§ PROBLEM DETAILS
Which of the lines below holds the string "input"? Copy every line that does.

Stored records
───

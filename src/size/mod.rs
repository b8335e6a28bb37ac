//! Chunk size resolution.
//!
//! - [`ChunkSize`] - Caller-supplied size, either a byte count or a string
//!   such as `"5MB"`
//! - [`Block`] - Which Base64 block the resolved size is aligned to
//! - [`resolve`] - Applies the default, parses and aligns
//!
//! # Example
//!
//! ```
//! use chunk64::{Block, ChunkSize, size};
//!
//! let spec = ChunkSize::from("10KB");
//! let n = size::resolve(Some(&spec), 1024, Block::Encode)?;
//! assert_eq!(n, 10 * 1024 / 3 * 3);
//!
//! assert_eq!(size::resolve(None, 1024, Block::Decode)?, 1024);
//! # Ok::<(), chunk64::Base64Error>(())
//! ```

use std::fmt;
use std::sync::LazyLock;

use regex::Regex;

use crate::error::{Base64Error, Result};

const KIB: f64 = 1024.0;

static SIZE_PATTERN: LazyLock<Regex> = LazyLock::new(|| {
    Regex::new(r"(?i)^(\d+(?:\.\d+)?)\s*(B|KB|MB|GB)?$").expect("size pattern is valid")
});

/// A chunk size as given by a caller.
///
/// Integers are byte counts; strings follow `^\d+(\.\d+)?\s*(B|KB|MB|GB)?$`
/// case-insensitively, with binary multiples and bytes as the default unit.
#[derive(Debug, Clone, PartialEq, Eq, Hash)]
pub enum ChunkSize {
    /// A raw byte count.
    Bytes(i64),
    /// A human-readable size such as `"3MB"` or `"1.5 kb"`.
    Text(String),
}

impl From<i64> for ChunkSize {
    fn from(n: i64) -> Self {
        ChunkSize::Bytes(n)
    }
}

impl From<i32> for ChunkSize {
    fn from(n: i32) -> Self {
        ChunkSize::Bytes(n.into())
    }
}

impl From<usize> for ChunkSize {
    fn from(n: usize) -> Self {
        ChunkSize::Bytes(i64::try_from(n).unwrap_or(i64::MAX))
    }
}

impl From<&str> for ChunkSize {
    fn from(s: &str) -> Self {
        ChunkSize::Text(s.to_owned())
    }
}

impl From<String> for ChunkSize {
    fn from(s: String) -> Self {
        ChunkSize::Text(s)
    }
}

impl fmt::Display for ChunkSize {
    fn fmt(&self, f: &mut fmt::Formatter<'_>) -> fmt::Result {
        match self {
            ChunkSize::Bytes(n) => write!(f, "{}", n),
            ChunkSize::Text(s) => f.write_str(s),
        }
    }
}

/// The Base64 block a chunk must be aligned to.
#[derive(Debug, Clone, Copy, PartialEq, Eq, Hash)]
pub enum Block {
    /// Raw input: 3 bytes per block.
    Encode,
    /// Encoded input: 4 characters per block.
    Decode,
}

impl Block {
    /// Returns the block length in bytes.
    pub const fn width(self) -> usize {
        match self {
            Block::Encode => 3,
            Block::Decode => 4,
        }
    }
}

/// Rounds `n` down to a multiple of the block length, never below one block.
pub fn align(n: usize, block: Block) -> usize {
    let b = block.width();
    (n / b * b).max(b)
}

/// Parses a size string into a byte count without aligning it.
///
/// Fractional magnitudes are multiplied out and floored, so `"1.5KB"` is
/// 1536 bytes and `"0.5B"` is rejected as zero.
pub fn parse_size(spec: &str) -> Result<usize> {
    let invalid = |reason: &'static str| Base64Error::InvalidChunkSize {
        spec: spec.to_owned(),
        reason,
    };

    let caps = SIZE_PATTERN
        .captures(spec.trim())
        .ok_or_else(|| invalid("expected a number with an optional B/KB/MB/GB unit"))?;

    let magnitude: f64 = caps[1]
        .parse()
        .map_err(|_| invalid("magnitude is not a number"))?;

    let unit = match caps.get(2).map(|m| m.as_str().to_ascii_uppercase()) {
        None => 1.0,
        Some(u) => match u.as_str() {
            "B" => 1.0,
            "KB" => KIB,
            "MB" => KIB * KIB,
            _ => KIB * KIB * KIB,
        },
    };

    let bytes = (magnitude * unit).floor();
    if bytes < 1.0 {
        return Err(invalid("chunk size must be positive"));
    }
    if !bytes.is_finite() || bytes >= usize::MAX as f64 {
        return Err(invalid("chunk size is too large"));
    }

    Ok(bytes as usize)
}

/// Resolves an optional chunk size into an aligned byte count.
///
/// `None` selects `default`. The result is rounded down to a multiple of
/// the block length with a floor of one block.
///
/// # Errors
///
/// Returns [`Base64Error::InvalidChunkSize`] if the integer or the default
/// is not positive, or the string does not parse.
pub fn resolve(spec: Option<&ChunkSize>, default: usize, block: Block) -> Result<usize> {
    let bytes = match spec {
        None => {
            if default == 0 {
                return Err(Base64Error::InvalidChunkSize {
                    spec: default.to_string(),
                    reason: "default chunk size must be positive",
                });
            }
            default
        }
        Some(ChunkSize::Bytes(n)) => {
            if *n <= 0 {
                return Err(Base64Error::InvalidChunkSize {
                    spec: n.to_string(),
                    reason: "chunk size must be positive",
                });
            }
            usize::try_from(*n).map_err(|_| Base64Error::InvalidChunkSize {
                spec: n.to_string(),
                reason: "chunk size is too large",
            })?
        }
        Some(ChunkSize::Text(s)) => parse_size(s)?,
    };

    let aligned = align(bytes, block);
    tracing::debug!(requested = bytes, aligned, ?block, "resolved chunk size");
    Ok(aligned)
}

#[cfg(test)]
mod tests {
    use super::*;

    #[test]
    fn test_none_uses_default() {
        assert_eq!(resolve(None, 1024, Block::Encode).unwrap(), 1023);
        assert_eq!(resolve(None, 1024, Block::Decode).unwrap(), 1024);
        assert_eq!(resolve(None, 3 * 1024, Block::Encode).unwrap(), 3 * 1024);
    }

    #[test]
    fn test_zero_default_rejected() {
        assert!(matches!(
            resolve(None, 0, Block::Encode),
            Err(Base64Error::InvalidChunkSize { .. })
        ));
    }

    #[test]
    fn test_integer_sizes() {
        assert_eq!(resolve(Some(&30.into()), 9, Block::Encode).unwrap(), 30);
        assert_eq!(resolve(Some(&10.into()), 9, Block::Encode).unwrap(), 9);
        assert_eq!(resolve(Some(&10.into()), 9, Block::Decode).unwrap(), 8);
        assert!(resolve(Some(&0.into()), 9, Block::Encode).is_err());
        assert!(resolve(Some(&(-3).into()), 9, Block::Encode).is_err());
    }

    #[test]
    fn test_small_sizes_round_up_to_one_block() {
        assert_eq!(resolve(Some(&1.into()), 9, Block::Encode).unwrap(), 3);
        assert_eq!(resolve(Some(&2.into()), 9, Block::Decode).unwrap(), 4);
    }

    #[test]
    fn test_megabytes() {
        let five_mb = 5 * 1024 * 1024;
        let spec = ChunkSize::from("5MB");
        assert_eq!(
            resolve(Some(&spec), 1, Block::Encode).unwrap(),
            five_mb / 3 * 3
        );
        assert_eq!(resolve(Some(&spec), 1, Block::Decode).unwrap(), five_mb);
    }

    #[test]
    fn test_units_case_insensitive() {
        assert_eq!(parse_size("10kb").unwrap(), 10 * 1024);
        assert_eq!(parse_size("10Kb").unwrap(), 10 * 1024);
        assert_eq!(parse_size("2 MB").unwrap(), 2 * 1024 * 1024);
        assert_eq!(parse_size("1gb").unwrap(), 1024 * 1024 * 1024);
        assert_eq!(parse_size("42").unwrap(), 42);
        assert_eq!(parse_size("42b").unwrap(), 42);
        assert_eq!(parse_size(" 7 B ").unwrap(), 7);
    }

    #[test]
    fn test_fractional_magnitude() {
        assert_eq!(parse_size("1.5KB").unwrap(), 1536);
        assert_eq!(parse_size("2.7").unwrap(), 2);
    }

    #[test]
    fn test_zero_and_garbage_rejected() {
        for spec in ["0KB", "0", "0.5B", "", "KB", "-5MB", "5TB", "5 M B", "1e3", ".5KB"] {
            assert!(
                matches!(parse_size(spec), Err(Base64Error::InvalidChunkSize { .. })),
                "{spec:?} should be rejected"
            );
        }
    }

    #[test]
    fn test_out_of_range_rejected() {
        for spec in ["18446744073709551616", "17179869184GB", "99999999999999999999999GB"] {
            assert!(
                matches!(parse_size(spec), Err(Base64Error::InvalidChunkSize { .. })),
                "{spec:?} should be rejected"
            );
        }
    }

    #[test]
    fn test_align() {
        assert_eq!(align(0, Block::Encode), 3);
        assert_eq!(align(7, Block::Encode), 6);
        assert_eq!(align(7, Block::Decode), 4);
        assert_eq!(align(16, Block::Decode), 16);
    }

    #[test]
    fn test_chunk_size_display() {
        assert_eq!(ChunkSize::from(12).to_string(), "12");
        assert_eq!(ChunkSize::from("3MB").to_string(), "3MB");
    }
}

───

§ WORKED SOLUTION
    /// Raw input: 3 bytes per block.
    /// Encoded input: 4 characters per block.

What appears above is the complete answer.